Exercise description: Scan the records for "trace". Show the matching lines.
(Data provided Opens)
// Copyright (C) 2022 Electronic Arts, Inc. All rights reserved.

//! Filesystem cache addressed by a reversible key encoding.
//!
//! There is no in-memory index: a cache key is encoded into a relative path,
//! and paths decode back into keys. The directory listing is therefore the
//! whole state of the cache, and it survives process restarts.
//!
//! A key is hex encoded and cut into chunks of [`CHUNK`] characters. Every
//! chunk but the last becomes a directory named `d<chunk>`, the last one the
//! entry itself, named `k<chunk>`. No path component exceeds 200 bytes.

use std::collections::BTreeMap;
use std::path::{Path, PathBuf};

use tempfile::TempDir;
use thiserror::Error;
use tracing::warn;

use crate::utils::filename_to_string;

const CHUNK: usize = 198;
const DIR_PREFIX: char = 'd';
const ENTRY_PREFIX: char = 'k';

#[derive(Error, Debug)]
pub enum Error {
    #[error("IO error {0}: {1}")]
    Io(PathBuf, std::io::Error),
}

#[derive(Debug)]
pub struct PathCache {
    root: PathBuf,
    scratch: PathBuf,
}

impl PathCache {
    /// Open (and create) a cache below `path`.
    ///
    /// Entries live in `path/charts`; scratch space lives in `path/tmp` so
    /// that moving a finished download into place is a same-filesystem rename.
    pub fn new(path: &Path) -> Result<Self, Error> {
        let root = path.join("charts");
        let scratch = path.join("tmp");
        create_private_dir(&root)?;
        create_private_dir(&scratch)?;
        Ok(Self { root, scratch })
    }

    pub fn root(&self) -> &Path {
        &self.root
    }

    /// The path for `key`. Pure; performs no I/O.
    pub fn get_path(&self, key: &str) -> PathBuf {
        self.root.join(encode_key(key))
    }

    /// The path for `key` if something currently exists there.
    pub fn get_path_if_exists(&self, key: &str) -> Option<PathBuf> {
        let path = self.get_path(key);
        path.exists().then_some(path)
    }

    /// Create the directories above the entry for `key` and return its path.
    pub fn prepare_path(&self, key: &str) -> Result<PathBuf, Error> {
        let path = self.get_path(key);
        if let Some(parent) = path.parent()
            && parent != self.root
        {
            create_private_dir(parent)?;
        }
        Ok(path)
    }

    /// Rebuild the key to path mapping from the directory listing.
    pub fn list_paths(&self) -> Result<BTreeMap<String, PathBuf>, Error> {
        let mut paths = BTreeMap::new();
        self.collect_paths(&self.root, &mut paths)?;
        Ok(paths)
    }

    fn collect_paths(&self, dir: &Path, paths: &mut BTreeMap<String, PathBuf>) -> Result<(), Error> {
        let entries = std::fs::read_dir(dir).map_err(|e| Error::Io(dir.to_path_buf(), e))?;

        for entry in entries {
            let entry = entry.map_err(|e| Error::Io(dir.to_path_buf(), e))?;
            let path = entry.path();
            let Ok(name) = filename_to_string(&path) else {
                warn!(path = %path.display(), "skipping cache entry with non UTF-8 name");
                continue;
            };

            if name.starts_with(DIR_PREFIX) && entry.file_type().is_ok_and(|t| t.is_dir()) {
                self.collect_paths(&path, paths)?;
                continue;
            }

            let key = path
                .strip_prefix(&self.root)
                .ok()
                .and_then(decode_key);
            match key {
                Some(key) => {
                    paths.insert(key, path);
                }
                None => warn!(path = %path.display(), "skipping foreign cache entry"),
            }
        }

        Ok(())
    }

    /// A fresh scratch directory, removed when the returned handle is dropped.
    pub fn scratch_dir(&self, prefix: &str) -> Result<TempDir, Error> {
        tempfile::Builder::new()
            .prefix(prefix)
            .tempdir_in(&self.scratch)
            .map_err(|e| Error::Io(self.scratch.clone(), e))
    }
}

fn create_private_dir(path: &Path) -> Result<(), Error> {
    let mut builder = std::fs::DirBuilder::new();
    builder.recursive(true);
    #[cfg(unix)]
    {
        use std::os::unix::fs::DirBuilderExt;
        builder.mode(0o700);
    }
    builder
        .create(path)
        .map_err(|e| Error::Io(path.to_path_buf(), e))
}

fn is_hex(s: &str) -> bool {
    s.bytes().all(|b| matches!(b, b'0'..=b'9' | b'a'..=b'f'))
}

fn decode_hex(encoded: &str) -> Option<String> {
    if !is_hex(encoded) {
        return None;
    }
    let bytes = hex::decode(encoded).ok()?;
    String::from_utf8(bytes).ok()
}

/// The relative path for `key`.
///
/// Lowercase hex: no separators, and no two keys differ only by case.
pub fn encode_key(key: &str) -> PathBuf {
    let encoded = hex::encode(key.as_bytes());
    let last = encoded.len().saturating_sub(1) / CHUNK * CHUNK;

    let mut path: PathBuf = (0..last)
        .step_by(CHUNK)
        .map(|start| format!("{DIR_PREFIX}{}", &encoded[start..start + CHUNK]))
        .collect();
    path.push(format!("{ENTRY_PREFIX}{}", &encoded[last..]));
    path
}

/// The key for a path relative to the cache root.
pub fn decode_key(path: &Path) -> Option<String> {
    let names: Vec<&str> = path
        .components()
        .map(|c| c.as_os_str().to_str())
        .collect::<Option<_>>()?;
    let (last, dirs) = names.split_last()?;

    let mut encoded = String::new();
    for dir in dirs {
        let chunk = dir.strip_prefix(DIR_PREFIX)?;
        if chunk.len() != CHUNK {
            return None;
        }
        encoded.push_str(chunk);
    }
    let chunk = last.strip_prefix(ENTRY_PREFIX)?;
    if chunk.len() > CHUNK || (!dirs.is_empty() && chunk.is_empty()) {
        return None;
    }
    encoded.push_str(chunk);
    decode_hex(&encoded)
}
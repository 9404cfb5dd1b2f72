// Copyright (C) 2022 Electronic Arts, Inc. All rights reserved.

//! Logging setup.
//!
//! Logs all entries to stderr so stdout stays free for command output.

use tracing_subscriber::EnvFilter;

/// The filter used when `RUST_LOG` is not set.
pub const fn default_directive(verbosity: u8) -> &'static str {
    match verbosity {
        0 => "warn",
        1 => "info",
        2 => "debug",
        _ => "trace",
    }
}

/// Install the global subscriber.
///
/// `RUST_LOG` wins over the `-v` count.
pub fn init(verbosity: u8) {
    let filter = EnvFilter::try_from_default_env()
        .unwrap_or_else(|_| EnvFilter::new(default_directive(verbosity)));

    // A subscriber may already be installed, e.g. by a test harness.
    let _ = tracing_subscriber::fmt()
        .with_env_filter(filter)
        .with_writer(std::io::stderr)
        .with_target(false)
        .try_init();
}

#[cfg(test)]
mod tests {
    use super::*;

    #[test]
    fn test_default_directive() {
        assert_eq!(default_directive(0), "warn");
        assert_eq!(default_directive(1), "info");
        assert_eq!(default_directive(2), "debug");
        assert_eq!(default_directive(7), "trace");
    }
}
(Data provided Closes)
Answer box:
        _ => "trace",
        assert_eq!(default_directive(7), "trace");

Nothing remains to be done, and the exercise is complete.